● **Required work**
Your task is to print all of the data word for word.

● **Stored items**

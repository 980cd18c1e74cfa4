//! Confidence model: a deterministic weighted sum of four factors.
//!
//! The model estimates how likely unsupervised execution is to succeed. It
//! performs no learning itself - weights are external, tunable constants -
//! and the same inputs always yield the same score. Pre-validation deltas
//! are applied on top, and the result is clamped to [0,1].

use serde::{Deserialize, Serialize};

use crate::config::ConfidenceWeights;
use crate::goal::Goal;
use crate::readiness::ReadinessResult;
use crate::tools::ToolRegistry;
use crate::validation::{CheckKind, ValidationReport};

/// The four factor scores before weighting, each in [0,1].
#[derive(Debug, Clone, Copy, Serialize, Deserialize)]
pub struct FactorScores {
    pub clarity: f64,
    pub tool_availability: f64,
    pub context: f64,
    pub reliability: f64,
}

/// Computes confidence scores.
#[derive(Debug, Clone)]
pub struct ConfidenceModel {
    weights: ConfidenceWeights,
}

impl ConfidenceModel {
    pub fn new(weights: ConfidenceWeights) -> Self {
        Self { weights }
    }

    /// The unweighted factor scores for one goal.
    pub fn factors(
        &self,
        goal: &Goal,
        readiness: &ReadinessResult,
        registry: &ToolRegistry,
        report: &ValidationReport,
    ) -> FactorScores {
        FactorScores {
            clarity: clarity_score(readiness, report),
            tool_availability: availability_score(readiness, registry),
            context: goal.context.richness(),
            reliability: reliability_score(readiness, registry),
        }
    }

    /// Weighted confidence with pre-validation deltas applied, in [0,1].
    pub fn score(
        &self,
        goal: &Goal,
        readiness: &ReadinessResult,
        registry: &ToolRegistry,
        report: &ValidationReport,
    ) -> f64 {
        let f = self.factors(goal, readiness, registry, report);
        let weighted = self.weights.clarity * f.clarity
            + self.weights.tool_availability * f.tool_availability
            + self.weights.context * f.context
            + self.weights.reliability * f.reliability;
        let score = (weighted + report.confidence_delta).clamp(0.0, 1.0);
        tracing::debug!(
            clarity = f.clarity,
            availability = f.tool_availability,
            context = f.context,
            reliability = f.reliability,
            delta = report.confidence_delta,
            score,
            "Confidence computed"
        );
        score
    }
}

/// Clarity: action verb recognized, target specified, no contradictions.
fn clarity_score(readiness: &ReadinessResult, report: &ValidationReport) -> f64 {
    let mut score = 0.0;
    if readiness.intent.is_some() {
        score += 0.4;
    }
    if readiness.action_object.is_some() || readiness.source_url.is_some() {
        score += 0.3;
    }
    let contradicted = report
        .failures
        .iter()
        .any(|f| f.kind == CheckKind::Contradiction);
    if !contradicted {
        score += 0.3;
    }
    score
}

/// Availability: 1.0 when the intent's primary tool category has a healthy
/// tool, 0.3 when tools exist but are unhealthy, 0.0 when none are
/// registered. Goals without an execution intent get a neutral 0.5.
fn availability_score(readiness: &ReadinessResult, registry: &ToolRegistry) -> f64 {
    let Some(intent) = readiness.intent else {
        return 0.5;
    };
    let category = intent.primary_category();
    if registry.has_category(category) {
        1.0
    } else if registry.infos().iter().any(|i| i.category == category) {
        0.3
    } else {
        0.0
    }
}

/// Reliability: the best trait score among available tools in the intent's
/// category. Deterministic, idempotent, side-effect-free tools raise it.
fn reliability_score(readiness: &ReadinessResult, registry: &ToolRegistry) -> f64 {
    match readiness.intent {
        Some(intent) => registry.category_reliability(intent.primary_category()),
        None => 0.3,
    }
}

● **Answer to this exercise**
repository 980cd18c1e74cfa4
//! Confidence model: a deterministic weighted sum of four factors.
//!
//! The model estimates how likely unsupervised execution is to succeed. It
//! performs no learning itself - weights are external, tunable constants -
//! and the same inputs always yield the same score. Pre-validation deltas
//! are applied on top, and the result is clamped to [0,1].

use serde::{Deserialize, Serialize};

use crate::config::ConfidenceWeights;
use crate::goal::Goal;
use crate::readiness::ReadinessResult;
use crate::tools::ToolRegistry;
use crate::validation::{CheckKind, ValidationReport};

/// The four factor scores before weighting, each in [0,1].
#[derive(Debug, Clone, Copy, Serialize, Deserialize)]
pub struct FactorScores {
    pub clarity: f64,
    pub tool_availability: f64,
    pub context: f64,
    pub reliability: f64,
}

/// Computes confidence scores.
#[derive(Debug, Clone)]
pub struct ConfidenceModel {
    weights: ConfidenceWeights,
}

impl ConfidenceModel {
    pub fn new(weights: ConfidenceWeights) -> Self {
        Self { weights }
    }

    /// The unweighted factor scores for one goal.
    pub fn factors(
        &self,
        goal: &Goal,
        readiness: &ReadinessResult,
        registry: &ToolRegistry,
        report: &ValidationReport,
    ) -> FactorScores {
        FactorScores {
            clarity: clarity_score(readiness, report),
            tool_availability: availability_score(readiness, registry),
            context: goal.context.richness(),
            reliability: reliability_score(readiness, registry),
        }
    }

    /// Weighted confidence with pre-validation deltas applied, in [0,1].
    pub fn score(
        &self,
        goal: &Goal,
        readiness: &ReadinessResult,
        registry: &ToolRegistry,
        report: &ValidationReport,
    ) -> f64 {
        let f = self.factors(goal, readiness, registry, report);
        let weighted = self.weights.clarity * f.clarity
            + self.weights.tool_availability * f.tool_availability
            + self.weights.context * f.context
            + self.weights.reliability * f.reliability;
        let score = (weighted + report.confidence_delta).clamp(0.0, 1.0);
        tracing::debug!(
            clarity = f.clarity,
            availability = f.tool_availability,
            context = f.context,
            reliability = f.reliability,
            delta = report.confidence_delta,
            score,
            "Confidence computed"
        );
        score
    }
}

/// Clarity: action verb recognized, target specified, no contradictions.
fn clarity_score(readiness: &ReadinessResult, report: &ValidationReport) -> f64 {
    let mut score = 0.0;
    if readiness.intent.is_some() {
        score += 0.4;
    }
    if readiness.action_object.is_some() || readiness.source_url.is_some() {
        score += 0.3;
    }
    let contradicted = report
        .failures
        .iter()
        .any(|f| f.kind == CheckKind::Contradiction);
    if !contradicted {
        score += 0.3;
    }
    score
}

/// Availability: 1.0 when the intent's primary tool category has a healthy
/// tool, 0.3 when tools exist but are unhealthy, 0.0 when none are
/// registered. Goals without an execution intent get a neutral 0.5.
fn availability_score(readiness: &ReadinessResult, registry: &ToolRegistry) -> f64 {
    let Some(intent) = readiness.intent else {
        return 0.5;
    };
    let category = intent.primary_category();
    if registry.has_category(category) {
        1.0
    } else if registry.infos().iter().any(|i| i.category == category) {
        0.3
    } else {
        0.0
    }
}

/// Reliability: the best trait score among available tools in the intent's
/// category. Deterministic, idempotent, side-effect-free tools raise it.
fn reliability_score(readiness: &ReadinessResult, registry: &ToolRegistry) -> f64 {
    match readiness.intent {
        Some(intent) => registry.category_reliability(intent.primary_category()),
        None => 0.3,
    }
}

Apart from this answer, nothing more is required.